Anyone who has the necessary training to even use Eribon already knows about it. But the author digresses, and the prolixity is of course also a sign of educational privilege: “She had not had the opportunity to acquire the cultural and intellectual ‘dispositions’ that would have enabled her to be interested in things that I was interested in, classics of literature or texts about trade union history, for example. Just as with Marx and Engels, it almost went without saying that she would never open Camus’s novel or Sartre’s autobiography. She lacked…” – and again – “the educational and cultural ‘competences’, which are neither universal nor innate, but a privilege of the ruling classes, which is achieved through the transmission of cultural capital in families and in the social environment as well as through the attendance of certain schools (those that do not exclusively prepare for craft and technical professions) is reproduced. Neither my father nor my mother nor anyone else in my family read Marx, that is so self-evident that the statement is actually unnecessary. Actually, yes, and one will find that the sociology professor Eribon, especially the one with a propaedeutic soul, was a biographical writer repeatedly gets in the way; if he does not have to come to his aid, because the story that the writer tells has already been told by himself, and better in every way.
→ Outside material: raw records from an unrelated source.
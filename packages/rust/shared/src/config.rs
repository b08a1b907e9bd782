//! Application configuration for SellerReport.
//!
//! User config lives at `~/.sellerreport/sellerreport.toml`.
//! CLI flags override config file values, which override defaults.

use std::path::{Path, PathBuf};
use std::time::Duration;

use serde::{Deserialize, Serialize};

use crate::error::{ReportError, Result};

/// Default configuration file name.
const CONFIG_FILE_NAME: &str = "sellerreport.toml";

/// Default config directory name under the user's home.
const CONFIG_DIR_NAME: &str = ".sellerreport";

// ---------------------------------------------------------------------------
// Config structs (matching sellerreport.toml schema)
// ---------------------------------------------------------------------------

/// Top-level application config, deserialized from TOML.
#[derive(Debug, Clone, Default, Serialize, Deserialize)]
pub struct AppConfig {
    /// Document and blob storage locations.
    #[serde(default)]
    pub storage: StorageConfig,

    /// Outbound HTTP client settings.
    #[serde(default)]
    pub http: HttpConfig,

    /// Request pacing.
    #[serde(default)]
    pub pacing: PacingConfig,

    /// Wildberries endpoints and credentials.
    #[serde(default)]
    pub wb: WbConfig,

    /// Sheet label translation.
    #[serde(default)]
    pub labels: LabelsConfig,
}

/// `[storage]` section.
#[derive(Debug, Clone, Serialize, Deserialize)]
pub struct StorageConfig {
    /// Root directory for the job database and blob buckets.
    #[serde(default = "default_data_dir")]
    pub data_dir: String,
}

impl Default for StorageConfig {
    fn default() -> Self {
        Self {
            data_dir: default_data_dir(),
        }
    }
}

impl StorageConfig {
    /// Path of the libSQL job database.
    pub fn database_path(&self) -> PathBuf {
        PathBuf::from(&self.data_dir).join("reports.db")
    }

    /// Root directory of the blob buckets.
    pub fn blob_root(&self) -> PathBuf {
        PathBuf::from(&self.data_dir).join("blobs")
    }
}

fn default_data_dir() -> String {
    "var".into()
}

/// `[http]` section.
#[derive(Debug, Clone, Serialize, Deserialize)]
pub struct HttpConfig {
    /// Per-request timeout in seconds.
    #[serde(default = "default_timeout_secs")]
    pub timeout_secs: u64,

    /// User-Agent sent with every request. Catalog pages reject obvious bots.
    #[serde(default = "default_user_agent")]
    pub user_agent: String,
}

impl Default for HttpConfig {
    fn default() -> Self {
        Self {
            timeout_secs: default_timeout_secs(),
            user_agent: default_user_agent(),
        }
    }
}

fn default_timeout_secs() -> u64 {
    30
}
fn default_user_agent() -> String {
    "Mozilla/5.0 (Macintosh; Intel Mac OS X 10_10_1) AppleWebKit/537.36 (KHTML, like Gecko) \
     Chrome/39.0.2171.95 Safari/537.36"
        .into()
}

/// `[pacing]` section.
#[derive(Debug, Clone, Serialize, Deserialize)]
pub struct PacingConfig {
    /// Minimum ms between two requests issued by one fetcher.
    #[serde(default = "default_min_interval_ms")]
    pub min_interval_ms: u64,
}

impl Default for PacingConfig {
    fn default() -> Self {
        Self {
            min_interval_ms: default_min_interval_ms(),
        }
    }
}

fn default_min_interval_ms() -> u64 {
    1000
}

/// `[wb]` section.
#[derive(Debug, Clone, Serialize, Deserialize)]
pub struct WbConfig {
    /// Name of the env var holding the statistics API key (never store the key itself).
    #[serde(default = "default_wb_api_key_env")]
    pub api_key_env: String,

    /// Paginated realization report endpoint.
    #[serde(default = "default_wb_stats_url")]
    pub stats_url: String,

    /// Product page template; `{nm_id}` is replaced with the item id.
    #[serde(default = "default_wb_catalog_url")]
    pub catalog_url: String,

    /// Rows requested per page.
    #[serde(default = "default_wb_page_limit")]
    pub page_limit: u32,
}

impl Default for WbConfig {
    fn default() -> Self {
        Self {
            api_key_env: default_wb_api_key_env(),
            stats_url: default_wb_stats_url(),
            catalog_url: default_wb_catalog_url(),
            page_limit: default_wb_page_limit(),
        }
    }
}

fn default_wb_api_key_env() -> String {
    "WB_API_KEY".into()
}
fn default_wb_stats_url() -> String {
    "https://suppliers-stats.wildberries.ru/api/v1/supplier/reportDetailByPeriod".into()
}
fn default_wb_catalog_url() -> String {
    "https://www.wildberries.ru/catalog/{nm_id}/detail.aspx".into()
}
fn default_wb_page_limit() -> u32 {
    1000
}

/// `[labels]` section.
#[derive(Debug, Clone, Serialize, Deserialize)]
pub struct LabelsConfig {
    /// Locale used for sheet headers.
    #[serde(default = "default_locale")]
    pub locale: String,

    /// Optional JSON dictionary `{field: {locale: label}}` merged over the built-in one.
    #[serde(default, skip_serializing_if = "Option::is_none")]
    pub dictionary_path: Option<String>,
}

impl Default for LabelsConfig {
    fn default() -> Self {
        Self {
            locale: default_locale(),
            dictionary_path: None,
        }
    }
}

fn default_locale() -> String {
    "ru".into()
}

// ---------------------------------------------------------------------------
// Source settings (runtime, resolved from config + environment)
// ---------------------------------------------------------------------------

/// Runtime settings handed to every report source built for a run.
#[derive(Debug, Clone)]
pub struct SourceSettings {
    /// Minimum spacing between requests of one fetcher.
    pub min_interval: Duration,
    /// Per-request timeout.
    pub timeout: Duration,
    /// User-Agent header.
    pub user_agent: String,
    /// Wildberries settings.
    pub wb: WbSettings,
}

/// Resolved Wildberries settings.
#[derive(Debug, Clone)]
pub struct WbSettings {
    /// API key read from the configured env var, if set.
    pub api_key: Option<String>,
    /// Name of the env var the key came from, for error messages.
    pub api_key_env: String,
    pub stats_url: String,
    pub catalog_url: String,
    pub page_limit: u32,
}

impl From<&AppConfig> for SourceSettings {
    fn from(config: &AppConfig) -> Self {
        Self {
            min_interval: Duration::from_millis(config.pacing.min_interval_ms),
            timeout: Duration::from_secs(config.http.timeout_secs),
            user_agent: config.http.user_agent.clone(),
            wb: WbSettings {
                api_key: wb_api_key(config).ok(),
                api_key_env: config.wb.api_key_env.clone(),
                stats_url: config.wb.stats_url.clone(),
                catalog_url: config.wb.catalog_url.clone(),
                page_limit: config.wb.page_limit,
            },
        }
    }
}

// ---------------------------------------------------------------------------
// Config loading
// ---------------------------------------------------------------------------

/// Get the path to the config directory (`~/.sellerreport/`).
pub fn config_dir() -> Result<PathBuf> {
    let home =
        dirs::home_dir().ok_or_else(|| ReportError::config("could not determine home directory"))?;
    Ok(home.join(CONFIG_DIR_NAME))
}

/// Get the path to the config file (`~/.sellerreport/sellerreport.toml`).
pub fn config_file_path() -> Result<PathBuf> {
    Ok(config_dir()?.join(CONFIG_FILE_NAME))
}

/// Load the application config from disk. Returns defaults if the file does not exist.
pub fn load_config() -> Result<AppConfig> {
    let path = config_file_path()?;

    if !path.exists() {
        tracing::debug!(?path, "config file not found, using defaults");
        return Ok(AppConfig::default());
    }

    load_config_from(&path)
}

/// Load the application config from a specific file path.
pub fn load_config_from(path: &Path) -> Result<AppConfig> {
    let content = std::fs::read_to_string(path).map_err(|e| ReportError::io(path, e))?;

    let config: AppConfig = toml::from_str(&content)
        .map_err(|e| ReportError::config(format!("failed to parse {}: {e}", path.display())))?;
    validate_config(&config)?;
    Ok(config)
}

/// Create the config directory and write a default config file.
/// Returns the path to the created file.
pub fn init_config() -> Result<PathBuf> {
    let dir = config_dir()?;
    std::fs::create_dir_all(&dir).map_err(|e| ReportError::io(&dir, e))?;

    let path = dir.join(CONFIG_FILE_NAME);
    let config = AppConfig::default();
    let content = toml::to_string_pretty(&config).map_err(|e| ReportError::config(e.to_string()))?;

    std::fs::write(&path, content).map_err(|e| ReportError::io(&path, e))?;
    tracing::info!(?path, "created default config file");

    Ok(path)
}

/// Check endpoint URLs and limits that would otherwise fail mid-run.
pub fn validate_config(config: &AppConfig) -> Result<()> {
    url::Url::parse(&config.wb.stats_url)
        .map_err(|e| ReportError::config(format!("wb.stats_url is not a URL: {e}")))?;
    if !config.wb.catalog_url.contains("{nm_id}") {
        return Err(ReportError::config(
            "wb.catalog_url must contain the {nm_id} placeholder",
        ));
    }
    if config.wb.page_limit == 0 {
        return Err(ReportError::config("wb.page_limit must be greater than 0"));
    }
    Ok(())
}

/// Read the Wildberries API key from the configured env var.
pub fn wb_api_key(config: &AppConfig) -> Result<String> {
    let var_name = &config.wb.api_key_env;
    match std::env::var(var_name) {
        Ok(val) if !val.is_empty() => Ok(val),
        _ => Err(ReportError::config(format!(
            "Wildberries API key not found. Set the {var_name} environment variable."
        ))),
    }
}

#[cfg(test)]
mod tests {
    use super::*;

    #[test]
    fn default_config_serializes() {
        let config = AppConfig::default();
        let toml_str = toml::to_string_pretty(&config).expect("serialize default config");
        assert!(toml_str.contains("data_dir"));
        assert!(toml_str.contains("WB_API_KEY"));
        assert!(toml_str.contains("min_interval_ms"));
    }

    #[test]
    fn config_roundtrip() {
        let config = AppConfig::default();
        let toml_str = toml::to_string_pretty(&config).expect("serialize");
        let parsed: AppConfig = toml::from_str(&toml_str).expect("deserialize");
        assert_eq!(parsed.pacing.min_interval_ms, 1000);
        assert_eq!(parsed.wb.page_limit, 1000);
        assert_eq!(parsed.labels.locale, "ru");
    }

    #[test]
    fn partial_config_keeps_defaults() {
        let toml_str = r#"
[storage]
data_dir = "/tmp/reports"

[labels]
locale = "en"
"#;
        let config: AppConfig = toml::from_str(toml_str).expect("parse");
        assert_eq!(config.storage.database_path(), PathBuf::from("/tmp/reports/reports.db"));
        assert_eq!(config.storage.blob_root(), PathBuf::from("/tmp/reports/blobs"));
        assert_eq!(config.labels.locale, "en");
        assert_eq!(config.http.timeout_secs, 30);
    }

    #[test]
    fn source_settings_from_app_config() {
        let mut app = AppConfig::default();
        app.pacing.min_interval_ms = 250;
        app.wb.api_key_env = "SR_TEST_NONEXISTENT_KEY_12345".into();
        let settings = SourceSettings::from(&app);
        assert_eq!(settings.min_interval, Duration::from_millis(250));
        assert_eq!(settings.timeout, Duration::from_secs(30));
        assert!(settings.wb.api_key.is_none());
    }

    #[test]
    fn catalog_template_is_validated() {
        let mut config = AppConfig::default();
        assert!(validate_config(&config).is_ok());
        config.wb.catalog_url = "https://example.com/catalog".into();
        let err = validate_config(&config).unwrap_err();
        assert!(err.to_string().contains("{nm_id}"));
    }

    #[test]
    fn api_key_validation() {
        let mut config = AppConfig::default();
        // Use a unique env var name to avoid interfering with other tests
        config.wb.api_key_env = "SR_TEST_NONEXISTENT_KEY_67890".into();
        let result = wb_api_key(&config);
        assert!(result.is_err());
        assert!(result.unwrap_err().to_string().contains("API key not found"));
    }
}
This is just a literary objection, not a sociological one, and the fact that Eribon follows the same patriarchal triangle of class – body – mind is of course the diagnosis. In the end he ends up back with the question of who speaks for those who cannot speak for themselves, whether they are in a retirement home or in the banlieue: How can we find out from the dilemma that speaking for others means dominating them to exercise them? One might close »A Worker« with the thought that everyone who still has the home ahead of them is like the Eribon class refugee who will pay for his betrayal by having his origins finally catch up with him. And not as death, as it is part of life, but as dying, which ends a life that had no future.

Didier Eribon: »A worker. Life, old age, dying”, Suhrkamp, ​​born, 272 pages, 25 €.